1) preparing a slurry comprising the composition for the porous layer of the porous electrode as described above (block 104);

2) applying the slurry onto a current collector, such as by coating the current collector, to produce a precursor electrode (block 106); and

3) exposing the precursor electrode to a nonsolvent comprising water for the fluoropolymer to induce a phase inversion to the precursor electrode so that a porous layer is formed onto the current collector (block 110).

[0043] According to at least some embodiments, the process 100 for manufacturing the porous electrode further comprises applying a porous substrate onto a surface of the slurry after forming the precursor electrode so that at least some of the slurry enters the porous substrate (block 108), and removing the porous substrate from the porous layer after the nonsolvent-induced phase inversion so that a skin layer of the porous layer is removed along with the porous substrate (block 112). Blocks 108 and 112 in particular are optional, and hence are shown in dashed lines in FIG. 1. Examples of porous substrates include, but are not limited to, a paper towel, woven fabric, or nonwoven fabric. Without the application of the porous substrate to the surface of the precursor electrode, a skin layer may be formed during the nonsolvent-induced phase inversion on the surface of the porous layer. The skin layer has less porosity than the underlying porous layer. The removal of the skin layer with the porous substrate after the nonsolvent-induced phase inversion leads to a porous layer with uniform porosity throughout its entire structure.

[0044] According to at least some embodiments, the process 100 for manufacturing the porous electrode further comprises drying the porous layer that becomes attached onto the current collector as a result of the nonsolvent-induced phase inversion at a temperature below 100 °C (block 114), preferably below 70 °C, and more preferably below 40 °C. Drying the porous layer at temperatures exceeding 100 °C causes the entire block copolymer (including both the ethylene oxide units and the rest of anchoring blocks) to migrate onto the surface of the porous layer. This migration can result in the block copolymer being washed away by a flowing saltwater during electrochemical lithium extraction, leading to unstable saltwater-wettable surfaces.

[0045] According to at least some embodiments, the conductive substrate used for the current collector for the porous electrode comprises a porous titanium mesh, a woven carbon fabric, or nonwoven carbon fabric. The slurry with the composition as described above is coated onto surfaces and into pores of the current collector when manufacturing the porous electrodes.

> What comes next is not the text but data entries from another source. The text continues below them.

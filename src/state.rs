use std::sync::Arc;

use sqlx::PgPool;

use crate::app::Mediator;
use crate::config::Config;
use crate::rate_limit::LoginRateLimiter;

pub type SharedState = Arc<AppState>;

pub struct AppState {
    pub pool: PgPool,
    pub config: Config,
    pub mediator: Mediator,
    pub login_limiter: LoginRateLimiter,
}
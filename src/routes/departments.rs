use axum::Json;
use axum::extract::{Path, Query, State};
use axum::http::StatusCode;
use serde::Deserialize;
use uuid::Uuid;

use crate::app::pagination::{PageRequest, Paged};
use crate::auth::AuthUser;
use crate::error::AppError;
use crate::handlers::departments::{
    CreateDepartment, DeleteDepartment, DepartmentInput, GetDepartment, ListDepartments,
    UpdateDepartment,
};
use crate::models::Department;
use crate::state::SharedState;

#[derive(Deserialize)]
pub struct ListQuery {
    pub search: Option<String>,
    pub page: Option<i64>,
    pub page_size: Option<i64>,
}

pub async fn list(
    _auth: AuthUser,
    State(state): State<SharedState>,
    Query(query): Query<ListQuery>,
) -> Result<Json<Paged<Department>>, AppError> {
    let request = ListDepartments {
        search: query.search,
        page: PageRequest::from_query(query.page, query.page_size),
    };
    Ok(Json(state.mediator.send(request).await?))
}

pub async fn create(
    auth: AuthUser,
    State(state): State<SharedState>,
    Json(input): Json<DepartmentInput>,
) -> Result<(StatusCode, Json<Department>), AppError> {
    auth.require_admin()?;
    let department = state.mediator.send(CreateDepartment(input)).await?;
    Ok((StatusCode::CREATED, Json(department)))
}

pub async fn get(
    _auth: AuthUser,
    State(state): State<SharedState>,
    Path(id): Path<Uuid>,
) -> Result<Json<Department>, AppError> {
    Ok(Json(state.mediator.send(GetDepartment { id }).await?))
}

pub async fn update(
    auth: AuthUser,
    State(state): State<SharedState>,
    Path(id): Path<Uuid>,
    Json(input): Json<DepartmentInput>,
) -> Result<Json<Department>, AppError> {
    auth.require_admin()?;
    Ok(Json(state.mediator.send(UpdateDepartment { id, input }).await?))
}

pub async fn delete(
    auth: AuthUser,
    State(state): State<SharedState>,
    Path(id): Path<Uuid>,
) -> Result<StatusCode, AppError> {
    auth.require_admin()?;
    state.mediator.send(DeleteDepartment { id }).await?;
    Ok(StatusCode::NO_CONTENT)
}
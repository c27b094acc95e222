use chrono::{DateTime, NaiveDate, Utc};
use rust_decimal::Decimal;
use serde::{Deserialize, Serialize};
use uuid::Uuid;

pub const CONTRACT_TYPES: &[&str] = &["FullTime", "PartTime", "Probation", "Internship", "Seasonal"];
pub const CONTRACT_STATUSES: &[&str] = &["Active", "Expired", "Terminated"];

#[derive(Debug, Clone, PartialEq, sqlx::FromRow, Serialize, Deserialize)]
pub struct Contract {
    pub id: Uuid,
    pub employee_id: Uuid,
    pub contract_type: String,
    pub start_date: NaiveDate,
    pub end_date: Option<NaiveDate>,
    pub salary: Decimal,
    pub status: String,
    pub created_at: DateTime<Utc>,
    pub updated_at: DateTime<Utc>,
}
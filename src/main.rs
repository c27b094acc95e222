use std::net::SocketAddr;

use sqlx::postgres::PgPoolOptions;
use tokio::signal;
use tracing_subscriber::EnvFilter;

use workforce::config::Config;

#[tokio::main]
async fn main() -> Result<(), Box<dyn std::error::Error>> {
    // Load .env if present
    let _ = dotenvy::dotenv();

    let config = Config::from_env()?;

    tracing_subscriber::fmt()
        .with_env_filter(
            EnvFilter::try_from_default_env().unwrap_or_else(|_| EnvFilter::new(&config.log_level)),
        )
        .init();

    tracing::info!("Starting Workforce");

    let pool = PgPoolOptions::new()
        .max_connections(config.db_max_connections)
        .connect(&config.database_url)
        .await?;

    sqlx::migrate!("./migrations").run(&pool).await?;

    tracing::info!("Migrations applied");

    let addr = SocketAddr::new(config.host, config.port);
    let app = workforce::build_app(pool, config);

    let listener = tokio::net::TcpListener::bind(addr).await?;
    tracing::info!("Listening on {addr}");

    axum::serve(listener, app)
        .with_graceful_shutdown(shutdown_signal())
        .await?;

    Ok(())
}

async fn shutdown_signal() {
    let ctrl_c = async {
        if let Err(e) = signal::ctrl_c().await {
            tracing::error!("Failed to install Ctrl+C handler: {e}");
            std::future::pending::<()>().await;
        }
    };

    #[cfg(unix)]
    let terminate = async {
        match signal::unix::signal(signal::unix::SignalKind::terminate()) {
            Ok(mut stream) => {
                stream.recv().await;
            }
            Err(e) => {
                tracing::error!("Failed to install SIGTERM handler: {e}");
                std::future::pending::<()>().await;
            }
        }
    };

    #[cfg(not(unix))]
    let terminate = std::future::pending::<()>();

    tokio::select! {
        _ = ctrl_c => {},
        _ = terminate => {},
    }

    tracing::info!("Shutdown signal received, starting graceful shutdown");
}
use chrono::{DateTime, Utc};
use serde::{Deserialize, Serialize};
use uuid::Uuid;

/// Issued token pair, stored as SHA-256 digests.
#[derive(Debug, Clone, PartialEq, sqlx::FromRow, Serialize, Deserialize)]
pub struct UserToken {
    pub id: Uuid,
    pub user_id: Uuid,
    #[serde(skip_serializing)]
    pub access_token_hash: String,
    pub access_expires_at: DateTime<Utc>,
    #[serde(skip_serializing)]
    pub refresh_token_hash: String,
    pub refresh_expires_at: DateTime<Utc>,
    pub created_at: DateTime<Utc>,
}

impl UserToken {
    pub fn is_access_valid(&self, now: DateTime<Utc>) -> bool {
        self.access_expires_at > now
    }

    pub fn is_refresh_valid(&self, now: DateTime<Utc>) -> bool {
        self.refresh_expires_at > now
    }
}

#[derive(Debug, Clone, Serialize, Deserialize)]
pub struct TokenPair {
    pub access_token: String,
    pub refresh_token: String,
    pub token_type: String,
    pub expires_at: DateTime<Utc>,
}
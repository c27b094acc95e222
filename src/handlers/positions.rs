use std::sync::Arc;

use async_trait::async_trait;
use chrono::Utc;
use rust_decimal::Decimal;
use serde::Deserialize;
use sqlx::PgPool;
use uuid::Uuid;

use crate::app::pagination::{PageRequest, Paged};
use crate::app::result::{AppResult, Failure};
use crate::app::validation::{PageValidator, Paginated, Rules, Validator, Violation};
use crate::app::{Handler, Mediator, Registration, Request};
use crate::db::{self, ReadStore, Unique, UnitOfWork};
use crate::handlers::money;
use crate::models::Position;

#[derive(Debug, Clone, Deserialize)]
pub struct PositionInput {
    pub position_name: String,
    pub description: Option<String>,
    pub base_salary: Decimal,
}

#[derive(Debug, Clone)]
pub struct CreatePosition(pub PositionInput);

impl Request for CreatePosition {
    type Response = Position;
}

#[derive(Debug, Clone)]
pub struct UpdatePosition {
    pub id: Uuid,
    pub input: PositionInput,
}

impl Request for UpdatePosition {
    type Response = Position;
}

#[derive(Debug, Clone, Copy)]
pub struct DeletePosition {
    pub id: Uuid,
}

impl Request for DeletePosition {
    type Response = ();
}

#[derive(Debug, Clone, Copy)]
pub struct GetPosition {
    pub id: Uuid,
}

impl Request for GetPosition {
    type Response = Position;
}

#[derive(Debug, Clone, Default)]
pub struct ListPositions {
    pub search: Option<String>,
    pub page: PageRequest,
}

impl Request for ListPositions {
    type Response = Paged<Position>;
}

impl Paginated for ListPositions {
    fn page(&self) -> &PageRequest {
        &self.page
    }
}

pub struct PositionValidator {
    store: Arc<dyn ReadStore>,
}

impl PositionValidator {
    pub fn new(store: Arc<dyn ReadStore>) -> Self {
        Self { store }
    }

    async fn check(&self, input: &PositionInput, current: Option<Uuid>) -> AppResult<Vec<Violation>> {
        let mut rules = Rules::new();

        if rules.text("position_name", &input.position_name, 100, "Position name")
            && self
                .store
                .is_taken(&Unique::PositionName(input.position_name.clone()), current)
                .await?
        {
            rules.push("position_name", "Position name already exists.");
        }

        rules.optional_text("description", input.description.as_deref(), 500, "Description");
        rules.money("base_salary", input.base_salary, "Base salary");

        Ok(rules.into_violations())
    }
}

#[async_trait]
impl Validator<CreatePosition> for PositionValidator {
    async fn validate(&self, request: &CreatePosition) -> AppResult<Vec<Violation>> {
        self.check(&request.0, None).await
    }
}

#[async_trait]
impl Validator<UpdatePosition> for PositionValidator {
    async fn validate(&self, request: &UpdatePosition) -> AppResult<Vec<Violation>> {
        self.check(&request.input, Some(request.id)).await
    }
}

#[derive(Clone)]
pub struct PositionHandlers {
    pool: PgPool,
}

impl PositionHandlers {
    pub fn new(pool: PgPool) -> Self {
        Self { pool }
    }
}

#[async_trait]
impl Handler<CreatePosition> for PositionHandlers {
    async fn handle(&self, request: CreatePosition) -> AppResult<Position> {
        let CreatePosition(input) = request;
        UnitOfWork::new(self.pool.clone())
            .execute(move |uow| async move {
                let position = Position::new(
                    input.position_name.trim().to_string(),
                    input.description,
                    money(input.base_salary),
                );
                uow.repository::<Position>().add(position.clone());
                Ok(position)
            })
            .await
    }
}

#[async_trait]
impl Handler<UpdatePosition> for PositionHandlers {
    async fn handle(&self, request: UpdatePosition) -> AppResult<Position> {
        UnitOfWork::new(self.pool.clone())
            .execute(move |uow| async move {
                let positions = uow.repository::<Position>();
                let mut position = positions
                    .find(request.id)
                    .await?
                    .ok_or_else(|| Failure::not_found("Position"))?;

                position.position_name = request.input.position_name.trim().to_string();
                position.description = request.input.description;
                position.base_salary = money(request.input.base_salary);
                position.updated_at = Utc::now();

                positions.update(position.clone());
                Ok(position)
            })
            .await
    }
}

#[async_trait]
impl Handler<DeletePosition> for PositionHandlers {
    async fn handle(&self, request: DeletePosition) -> AppResult<()> {
        UnitOfWork::new(self.pool.clone())
            .execute(move |uow| async move {
                let positions = uow.repository::<Position>();
                let position = positions
                    .find(request.id)
                    .await?
                    .ok_or_else(|| Failure::not_found("Position"))?;
                positions.delete(&position);
                Ok(())
            })
            .await
            .map_err(|f| f.on_conflict("Cannot delete a position that is held by employees."))
    }
}

#[async_trait]
impl Handler<GetPosition> for PositionHandlers {
    async fn handle(&self, request: GetPosition) -> AppResult<Position> {
        UnitOfWork::new(self.pool.clone())
            .repository::<Position>()
            .find(request.id)
            .await?
            .ok_or_else(|| Failure::not_found("Position"))
    }
}

#[async_trait]
impl Handler<ListPositions> for PositionHandlers {
    async fn handle(&self, request: ListPositions) -> AppResult<Paged<Position>> {
        let (items, total) =
            db::positions::list(&self.pool, request.search.as_deref(), &request.page).await?;
        Ok(Paged::new(items, total, &request.page))
    }
}

pub fn register(mediator: &mut Mediator, pool: &PgPool, store: &Arc<dyn ReadStore>) {
    let handlers = PositionHandlers::new(pool.clone());

    mediator.register(
        Registration::<CreatePosition>::new(handlers.clone())
            .validate(PositionValidator::new(store.clone())),
    );
    mediator.register(
        Registration::<UpdatePosition>::new(handlers.clone())
            .validate(PositionValidator::new(store.clone())),
    );
    mediator.register(Registration::<DeletePosition>::new(handlers.clone()));
    mediator.register(Registration::<GetPosition>::new(handlers.clone()));
    mediator.register(Registration::<ListPositions>::new(handlers).validate(PageValidator::new()));
}
#![allow(dead_code)]

use reqwest::{Client, StatusCode};
use serde_json::{Value, json};
use sqlx::PgPool;
use sqlx::postgres::PgPoolOptions;
use uuid::Uuid;

use workforce::config::{Config, JwtConfig};

pub const ADMIN_USERNAME: &str = "admin";
pub const ADMIN_PASSWORD: &str = "password123";

/// A running test server instance with a dedicated test database.
pub struct TestApp {
    pub addr: std::net::SocketAddr,
    pub pool: PgPool,
    pub client: Client,
    pub db_name: String,
}

impl TestApp {
    pub fn url(&self, path: &str) -> String {
        format!("http://{}{}", self.addr, path)
    }

    /// Register the bootstrap user (first user = administrator).
    pub async fn register(&self, username: &str, password: &str) -> (Value, StatusCode) {
        let resp = self
            .client
            .post(self.url("/api/v1/auth/register"))
            .json(&json!({ "username": username, "password": password }))
            .send()
            .await
            .expect("register request failed");
        let status = resp.status();
        let body: Value = resp.json().await.unwrap_or(json!(null));
        (body, status)
    }

    /// Login and return the token pair body + status.
    pub async fn login(&self, username: &str, password: &str) -> (Value, StatusCode) {
        let resp = self
            .client
            .post(self.url("/api/v1/auth/login"))
            .json(&json!({ "username": username, "password": password }))
            .send()
            .await
            .expect("login request failed");
        let status = resp.status();
        let body: Value = resp.json().await.unwrap_or(json!(null));
        (body, status)
    }

    /// Register the bootstrap administrator, return its access token.
    pub async fn bootstrap(&self) -> String {
        let (body, status) = self.register(ADMIN_USERNAME, ADMIN_PASSWORD).await;
        assert_eq!(status, StatusCode::CREATED, "bootstrap register failed: {body}");
        body["access_token"].as_str().unwrap().to_string()
    }

    pub async fn role_id(&self, token: &str, role_name: &str) -> String {
        let (body, status) = self.get_auth("/api/v1/roles", token).await;
        assert_eq!(status, StatusCode::OK, "list roles failed: {body}");
        body["items"]
            .as_array()
            .unwrap()
            .iter()
            .find(|r| r["role_name"] == role_name)
            .unwrap_or_else(|| panic!("role {role_name} not seeded"))["id"]
            .as_str()
            .unwrap()
            .to_string()
    }

    /// Create a user holding `role_name` (or no role) and return its access token.
    pub async fn token_for(&self, admin_token: &str, username: &str, role_name: Option<&str>) -> String {
        let mut role_ids = vec![];
        if let Some(role_name) = role_name {
            role_ids.push(self.role_id(admin_token, role_name).await);
        }
        self.create(
            admin_token,
            "/api/v1/users",
            &json!({ "username": username, "password": "password123", "role_ids": role_ids }),
        )
        .await;

        let (body, status) = self.login(username, "password123").await;
        assert_eq!(status, StatusCode::OK, "login failed: {body}");
        body["access_token"].as_str().unwrap().to_string()
    }

    /// POST a resource, assert 201 and return the created JSON.
    pub async fn create(&self, token: &str, path: &str, body: &Value) -> Value {
        let (created, status) = self.post_auth(path, token, body).await;
        assert_eq!(status, StatusCode::CREATED, "POST {path} failed: {created}");
        created
    }

    pub async fn create_department(&self, token: &str, name: &str) -> Value {
        self.create(
            token,
            "/api/v1/departments",
            &json!({ "department_name": name, "location": "HN" }),
        )
        .await
    }

    pub async fn create_position(&self, token: &str, name: &str) -> Value {
        self.create(
            token,
            "/api/v1/positions",
            &json!({ "position_name": name, "base_salary": "1000.00" }),
        )
        .await
    }

    pub async fn create_employee(&self, token: &str, first: &str, last: &str, extra: Value) -> Value {
        let mut body = json!({
            "first_name": first,
            "last_name": last,
            "email": format!("{}.{}@example.com", first.to_lowercase(), last.to_lowercase()),
            "hire_date": "2024-01-15",
        });
        if let (Some(body), Some(extra)) = (body.as_object_mut(), extra.as_object()) {
            for (k, v) in extra {
                body.insert(k.clone(), v.clone());
            }
        }
        self.create(token, "/api/v1/employees", &body).await
    }

    /// Make an authenticated GET request.
    pub async fn get_auth(&self, path: &str, token: &str) -> (Value, StatusCode) {
        let resp = self
            .client
            .get(self.url(path))
            .bearer_auth(token)
            .send()
            .await
            .expect("get request failed");
        let status = resp.status();
        let body: Value = resp.json().await.unwrap_or(json!(null));
        (body, status)
    }

    /// Make an authenticated POST request with JSON body.
    pub async fn post_auth(&self, path: &str, token: &str, body: &Value) -> (Value, StatusCode) {
        let resp = self
            .client
            .post(self.url(path))
            .bearer_auth(token)
            .json(body)
            .send()
            .await
            .expect("post request failed");
        let status = resp.status();
        let body: Value = resp.json().await.unwrap_or(json!(null));
        (body, status)
    }

    /// Make an authenticated PUT request with JSON body.
    pub async fn put_auth(&self, path: &str, token: &str, body: &Value) -> (Value, StatusCode) {
        let resp = self
            .client
            .put(self.url(path))
            .bearer_auth(token)
            .json(body)
            .send()
            .await
            .expect("put request failed");
        let status = resp.status();
        let body: Value = resp.json().await.unwrap_or(json!(null));
        (body, status)
    }

    /// Make an authenticated DELETE request.
    pub async fn delete_auth(&self, path: &str, token: &str) -> (Value, StatusCode) {
        let resp = self
            .client
            .delete(self.url(path))
            .bearer_auth(token)
            .send()
            .await
            .expect("delete request failed");
        let status = resp.status();
        let body: Value = resp.json().await.unwrap_or(json!(null));
        (body, status)
    }

    pub async fn count(&self, table: &str) -> i64 {
        sqlx::query_scalar(&format!("SELECT COUNT(*) FROM {table}"))
            .fetch_one(&self.pool)
            .await
            .expect("count failed")
    }
}

pub fn test_config(database_url: String) -> Config {
    Config {
        database_url,
        jwt: JwtConfig {
            secret: "test-jwt-secret-that-is-long-enough".to_string(),
            issuer: "workforce-test".to_string(),
            audience: "workforce-test-clients".to_string(),
        },
        host: "127.0.0.1".parse().unwrap(),
        port: 0, // unused, we bind to random port
        cors_origin: None,
        db_max_connections: 5,
        log_level: "warn".to_string(),
    }
}

fn admin_url(base_url: &str) -> String {
    base_url
        .rsplit_once('/')
        .map(|(base, _)| format!("{base}/postgres"))
        .unwrap_or_else(|| base_url.to_string())
}

/// Create a fresh database with migrations applied. Returns (pool, db name).
pub async fn fresh_database() -> (PgPool, String) {
    let _ = dotenvy::dotenv();

    let base_url = std::env::var("DATABASE_URL").expect("DATABASE_URL must be set for tests");
    let db_name = format!("workforce_test_{}", Uuid::now_v7().simple());

    let admin_pool = PgPoolOptions::new()
        .max_connections(2)
        .connect(&admin_url(&base_url))
        .await
        .expect("Failed to connect to postgres for test DB creation");

    sqlx::query(&format!("CREATE DATABASE \"{db_name}\""))
        .execute(&admin_pool)
        .await
        .expect("Failed to create test database");

    admin_pool.close().await;

    let test_url = base_url
        .rsplit_once('/')
        .map(|(base, _)| format!("{base}/{db_name}"))
        .unwrap_or_else(|| base_url.clone());

    let pool = PgPoolOptions::new()
        .max_connections(5)
        .connect(&test_url)
        .await
        .expect("Failed to connect to test database");

    sqlx::migrate!("./migrations")
        .run(&pool)
        .await
        .expect("Failed to run migrations on test database");

    (pool, db_name)
}

/// Spawn a test app with a fresh temporary database.
pub async fn spawn_app() -> TestApp {
    let (pool, db_name) = fresh_database().await;
    let base_url = std::env::var("DATABASE_URL").expect("DATABASE_URL must be set for tests");

    let app = workforce::build_app(pool.clone(), test_config(base_url));

    // Bind to random port
    let listener = tokio::net::TcpListener::bind("127.0.0.1:0")
        .await
        .expect("Failed to bind to random port");
    let addr = listener.local_addr().unwrap();

    tokio::spawn(async move {
        axum::serve(listener, app).await.expect("Server failed");
    });

    TestApp {
        addr,
        pool,
        client: Client::new(),
        db_name,
    }
}

/// Drop a test database created by `fresh_database`.
pub async fn drop_database(pool: PgPool, db_name: &str) {
    pool.close().await;

    let base_url = std::env::var("DATABASE_URL").expect("DATABASE_URL must be set for tests");
    let admin_pool = PgPoolOptions::new()
        .max_connections(2)
        .connect(&admin_url(&base_url))
        .await
        .expect("Failed to connect for cleanup");

    let _ = sqlx::query(&format!("DROP DATABASE IF EXISTS \"{db_name}\" WITH (FORCE)"))
        .execute(&admin_pool)
        .await;

    admin_pool.close().await;
}

/// Drop the test database after tests complete.
pub async fn cleanup(app: TestApp) {
    drop_database(app.pool, &app.db_name).await;
}
mod attendance;
mod contract;
mod department;
mod employee;
mod position;
mod role;
mod salary_history;
mod skill;
mod user;
mod user_token;

pub use attendance::{ATTENDANCE_STATUSES, Attendance, WorkHours};
pub use contract::{CONTRACT_STATUSES, CONTRACT_TYPES, Contract};
pub use department::Department;
pub use employee::{Employee, EmployeeListItem};
pub use position::Position;
pub use role::{ADMIN, MANAGER, Role, USER, UserRole};
pub use salary_history::SalaryHistory;
pub use skill::Skill;
pub use user::{User, UserDetails};
pub use user_token::{TokenPair, UserToken};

[0046] According to at least some embodiments, the current collector for the porous electrode comprises a conductive substrate with a flat surface, such as a titanium foil or a graphite foil, and an active layer (as mentioned above in respect of block 100) on the surfaces of the conductive substrate to enhance the adhesion between the porous layer and the current collector. Without the active layer, the porous layer may delaminate from the conducive substrate during the nonsolvent-induced phase inversion or the drying process. The porous electrode can be prepared through first coating and forming the active layer onto the conductive substrate to create the current collector. The composition for the porous layer is then coated onto the active layer of the current collector. Alternatively, the active layer and the porous layer can be prepared concurrently through applying a first layer, which serves as the active layer, as a coating onto the conductive substrate, and then applying a second layer, comprising the composition for the porous layer, as a coating onto the first layer. The first layer and the second layer are subjected to a nonsolvent-induced phase inversion together, resulting in the active layer being formed on the conductive substrate and the porous layer being formed on the active layer. The active layer comprises a fluoropolymer, an electrically conductive additive, and optionally at least one of a lithium -intercalated material or a lithium-deintercalated material. The fluoropolymer and the electrically conductive material for the active layer may or may not be the same as those used for the porous layer. In their dry states, the active layer cannot completely absorb a water droplet of around 30 microliters within ten minutes, whereas the porous layer can completely absorb a water droplet of around 30 microliters in less than 5 seconds.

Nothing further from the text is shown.